▶ _Source data_

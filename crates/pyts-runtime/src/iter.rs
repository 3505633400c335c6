//! Lazy iteration helpers: `range`, `enumerate`, `zip` and `count`.
//!
//! Every adapter is a plain [`Iterator`]: finite unless documented
//! otherwise, consumed once, never restartable.

use crate::error::{Result, SupportError};

/// Lazy arithmetic progression produced by `range(start, stop, step)`.
#[derive(Debug, Clone)]
pub struct Range {
    next: i64,
    stop: i64,
    step: i64,
}

/// `range(start, stop, step)`. A zero step is a `ValueError`.
pub fn range(start: i64, stop: i64, step: i64) -> Result<Range> {
    if step == 0 {
        return Err(SupportError::Value("range() arg 3 must not be zero".into()));
    }
    Ok(Range {
        next: start,
        stop,
        step,
    })
}

/// `range(stop)`.
pub fn range_to(stop: i64) -> Range {
    Range {
        next: 0,
        stop,
        step: 1,
    }
}

impl Iterator for Range {
    type Item = i64;

    fn next(&mut self) -> Option<i64> {
        let more = if self.step > 0 {
            self.next < self.stop
        } else {
            self.next > self.stop
        };
        if !more {
            return None;
        }
        let current = self.next;
        match current.checked_add(self.step) {
            Some(next) => self.next = next,
            None => self.next = self.stop,
        }
        Some(current)
    }

    fn size_hint(&self) -> (usize, Option<usize>) {
        let span = if self.step > 0 {
            self.stop.saturating_sub(self.next)
        } else {
            self.next.saturating_sub(self.stop)
        };
        if span <= 0 {
            return (0, Some(0));
        }
        let step = self.step.unsigned_abs();
        let count = (span.unsigned_abs()).div_ceil(step);
        let count = usize::try_from(count).unwrap_or(usize::MAX);
        (count, Some(count))
    }
}

/// Pairs produced by `enumerate(iterable, start)`.
#[derive(Debug, Clone)]
pub struct Enumerate<I> {
    inner: I,
    index: i64,
}

pub fn enumerate<I: IntoIterator>(iterable: I, start: i64) -> Enumerate<I::IntoIter> {
    Enumerate {
        inner: iterable.into_iter(),
        index: start,
    }
}

impl<I: Iterator> Iterator for Enumerate<I> {
    type Item = (i64, I::Item);

    fn next(&mut self) -> Option<Self::Item> {
        let item = self.inner.next()?;
        let index = self.index;
        self.index = self.index.saturating_add(1);
        Some((index, item))
    }
}

/// Tuples produced by `zip(*iterables)`; stops at the shortest input.
#[derive(Debug, Clone)]
pub struct Zip<I> {
    inputs: Vec<I>,
}

pub fn zip<I: IntoIterator>(iterables: impl IntoIterator<Item = I>) -> Zip<I::IntoIter> {
    Zip {
        inputs: iterables.into_iter().map(IntoIterator::into_iter).collect(),
    }
}

impl<I: Iterator> Iterator for Zip<I> {
    type Item = Vec<I::Item>;

    fn next(&mut self) -> Option<Self::Item> {
        if self.inputs.is_empty() {
            return None;
        }
        let mut row = Vec::with_capacity(self.inputs.len());
        for input in &mut self.inputs {
            row.push(input.next()?);
        }
        Some(row)
    }
}

/// `itertools.count(start, step)`. Unbounded; callers must stop it.
#[derive(Debug, Clone)]
pub struct Count {
    next: i64,
    step: i64,
}

pub fn count(start: i64, step: i64) -> Count {
    Count { next: start, step }
}

impl Iterator for Count {
    type Item = i64;

    fn next(&mut self) -> Option<i64> {
        let current = self.next;
        self.next = current.checked_add(self.step)?;
        Some(current)
    }
}

#[cfg(test)]
mod tests {
    use super::*;

    #[test]
    fn test_range_positive_and_negative_steps() {
        assert_eq!(range_to(4).collect::<Vec<_>>(), vec![0, 1, 2, 3]);
        assert_eq!(range(10, 0, -3).unwrap().collect::<Vec<_>>(), vec![10, 7, 4, 1]);
        assert_eq!(range(0, 5, -1).unwrap().count(), 0);
    }

    #[test]
    fn test_range_zero_step() {
        assert!(matches!(range(0, 5, 0), Err(SupportError::Value(_))));
    }

    #[test]
    fn test_range_size_hint_is_exact() {
        let r = range(1, 10, 4).unwrap();
        assert_eq!(r.size_hint(), (3, Some(3)));
        assert_eq!(r.count(), 3);
    }

    #[test]
    fn test_range_is_not_restartable() {
        let mut r = range_to(2);
        assert_eq!(r.by_ref().count(), 2);
        assert_eq!(r.next(), None);
    }

    #[test]
    fn test_enumerate_with_start() {
        let pairs: Vec<_> = enumerate(["a", "b"], 1).collect();
        assert_eq!(pairs, vec![(1, "a"), (2, "b")]);
    }

    #[test]
    fn test_zip_stops_at_shortest() {
        let rows: Vec<_> = zip([vec![1, 2, 3], vec![4, 5]]).collect();
        assert_eq!(rows, vec![vec![1, 4], vec![2, 5]]);
    }

    #[test]
    fn test_count_is_unbounded() {
        let taken: Vec<_> = count(5, -2).take(3).collect();
        assert_eq!(taken, vec![5, 3, 1]);
    }
}
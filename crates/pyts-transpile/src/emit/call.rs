//! Calls: builtins, known methods, constructors and keyword arguments.

use super::Emitter;
use crate::analysis::Signature;
use crate::diagnostics::FallbackKind;
use crate::syntax::named_children;
use pyts_runtime::Primitive;
use tree_sitter::Node;

/// Call arguments split by kind, in source order within each kind.
#[derive(Default)]
pub(super) struct Arguments<'t> {
    pub positional: Vec<Node<'t>>,
    pub keywords: Vec<(String, Node<'t>)>,
    /// `**mapping` arguments.
    pub mappings: Vec<Node<'t>>,
}

impl<'t> Arguments<'t> {
    pub fn keyword(&self, name: &str) -> Option<Node<'t>> {
        self.keywords.iter().find(|(key, _)| key == name).map(|(_, value)| *value)
    }

    fn only_positional(&self, count: usize) -> bool {
        self.positional.len() == count
            && self.keywords.is_empty()
            && self.mappings.is_empty()
            && self.positional.iter().all(|arg| arg.kind() != "list_splat")
    }
}
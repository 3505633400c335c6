//! The single recording point for passthrough fallbacks.

use serde::Serialize;
use std::fmt;
use tree_sitter::Node;

/// Why a node was passed through unchanged.
#[derive(Debug, Clone, Copy, PartialEq, Eq, Serialize)]
#[serde(rename_all = "snake_case")]
pub enum FallbackKind {
    /// The node's children did not have the expected shape.
    StructuralMismatch,
    /// A construct with no chosen translation.
    Unsupported,
    /// The parser marked the node as an error or missing node.
    Malformed,
}

impl fmt::Display for FallbackKind {
    fn fmt(&self, f: &mut fmt::Formatter<'_>) -> fmt::Result {
        f.write_str(match self {
            FallbackKind::StructuralMismatch => "structural mismatch",
            FallbackKind::Unsupported => "unsupported construct",
            FallbackKind::Malformed => "malformed input",
        })
    }
}

#[derive(Debug, Clone, PartialEq, Eq, Serialize)]
pub struct Diagnostic {
    pub kind: FallbackKind,
    pub node_kind: String,
    /// 1-based.
    pub line: usize,
    /// 1-based, in bytes.
    pub column: usize,
    pub start_byte: usize,
    pub end_byte: usize,
    pub message: String,
}

impl fmt::Display for Diagnostic {
    fn fmt(&self, f: &mut fmt::Formatter<'_>) -> fmt::Result {
        write!(
            f,
            "{}:{}: {} ({}): {}",
            self.line, self.column, self.kind, self.node_kind, self.message
        )
    }
}

/// Collects fallbacks. Every fallback is logged; entries are only kept when
/// recording is enabled.
#[derive(Debug, Default)]
pub struct Diagnostics {
    keep: bool,
    entries: Vec<Diagnostic>,
    count: usize,
}

impl Diagnostics {
    pub fn new(keep: bool) -> Self {
        Self {
            keep,
            entries: Vec::new(),
            count: 0,
        }
    }

    pub fn record(&mut self, node: Node, kind: FallbackKind, message: impl Into<String>) {
        let message = message.into();
        let position = node.start_position();
        tracing::debug!(
            kind = %kind,
            node = node.kind(),
            line = position.row + 1,
            "passthrough: {message}"
        );
        self.count += 1;
        if self.keep {
            self.entries.push(Diagnostic {
                kind,
                node_kind: node.kind().to_string(),
                line: position.row + 1,
                column: position.column + 1,
                start_byte: node.start_byte(),
                end_byte: node.end_byte(),
                message,
            });
        }
    }

    /// Number of fallbacks taken, recorded or not.
    pub fn count(&self) -> usize {
        self.count
    }

    pub fn into_entries(self) -> Vec<Diagnostic> {
        self.entries
    }
}
use crate::catalog::Variant;
use crate::profile::UserProfile;
use crate::schema::{Feasibility, FeasibilityStatus};

pub const MAX_BLOCKERS: usize = 3;

const MIN_HOURS_PER_WEEK: u32 = 5;
const MIN_CAPITAL_EUR: u32 = 100;
const REQUIRED_ASSET: &str = "laptop";

/// Derive readiness for one (profile, variant) pair.
///
/// Blockers keep their evaluation order; truncation drops the later ones.
pub fn evaluate_feasibility(profile: &UserProfile, variant: &Variant) -> Feasibility {
    let checks = [
        (
            profile.hours_per_week < MIN_HOURS_PER_WEEK,
            "Low weekly hours",
        ),
        (profile.capital_eur < MIN_CAPITAL_EUR, "Low starting capital"),
        (profile.language_cefr.is_beginner(), "Low local language"),
        (!profile.has_asset(REQUIRED_ASSET), "No laptop available"),
    ];
    let mut blockers: Vec<String> = checks
        .iter()
        .filter(|(triggered, _)| *triggered)
        .map(|(_, reason)| reason.to_string())
        .collect();
    let status = if blockers.is_empty() {
        FeasibilityStatus::Ready
    } else {
        FeasibilityStatus::Blocked
    };
    blockers.truncate(MAX_BLOCKERS);
    Feasibility {
        status,
        blockers,
        prep_weeks: variant.startable_weeks_or_default().max(1),
    }
}

#[cfg(test)]
mod tests {
    use super::*;
    use crate::catalog::builtin_variants;
    use crate::schema::LanguageLevel;

    fn ready_profile() -> UserProfile {
        UserProfile {
            hours_per_week: 10,
            capital_eur: 200,
            language_cefr: LanguageLevel::B2,
            ..UserProfile::default()
        }
    }

    #[test]
    fn ready_when_no_blockers() {
        let variant = &builtin_variants()[0];
        let feasibility = evaluate_feasibility(&ready_profile(), variant);
        assert_eq!(feasibility.status, FeasibilityStatus::Ready);
        assert!(feasibility.blockers.is_empty());
        assert_eq!(feasibility.prep_weeks, 1);
    }

    #[test]
    fn all_blockers_truncate_to_first_three_in_order() {
        let profile = UserProfile {
            hours_per_week: 2,
            capital_eur: 50,
            language_cefr: LanguageLevel::A1,
            assets: Vec::new(),
            ..UserProfile::default()
        };
        let feasibility = evaluate_feasibility(&profile, &builtin_variants()[0]);
        assert_eq!(feasibility.status, FeasibilityStatus::Blocked);
        assert_eq!(
            feasibility.blockers,
            vec![
                "Low weekly hours".to_string(),
                "Low starting capital".to_string(),
                "Low local language".to_string(),
            ]
        );
    }

    #[test]
    fn missing_laptop_alone_blocks() {
        let profile = UserProfile {
            assets: vec!["car".to_string()],
            ..ready_profile()
        };
        let feasibility = evaluate_feasibility(&profile, &builtin_variants()[1]);
        assert_eq!(feasibility.status, FeasibilityStatus::Blocked);
        assert_eq!(feasibility.blockers, vec!["No laptop available".to_string()]);
    }

    #[test]
    fn thresholds_are_exclusive() {
        let profile = UserProfile {
            hours_per_week: 5,
            capital_eur: 100,
            ..ready_profile()
        };
        let feasibility = evaluate_feasibility(&profile, &builtin_variants()[0]);
        assert_eq!(feasibility.status, FeasibilityStatus::Ready);
    }

    #[test]
    fn prep_weeks_defaults_and_floors() {
        let mut variant = builtin_variants()[0].clone();
        variant.startable_weeks = None;
        assert_eq!(evaluate_feasibility(&ready_profile(), &variant).prep_weeks, 2);
        variant.startable_weeks = Some(0);
        assert_eq!(evaluate_feasibility(&ready_profile(), &variant).prep_weeks, 1);
    }
}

▶ _Goal of the exercise_
Across the material above, how many lines have the word "Unsupported" in them? Answer with a bare number.

▶ _Result of the exercise_
2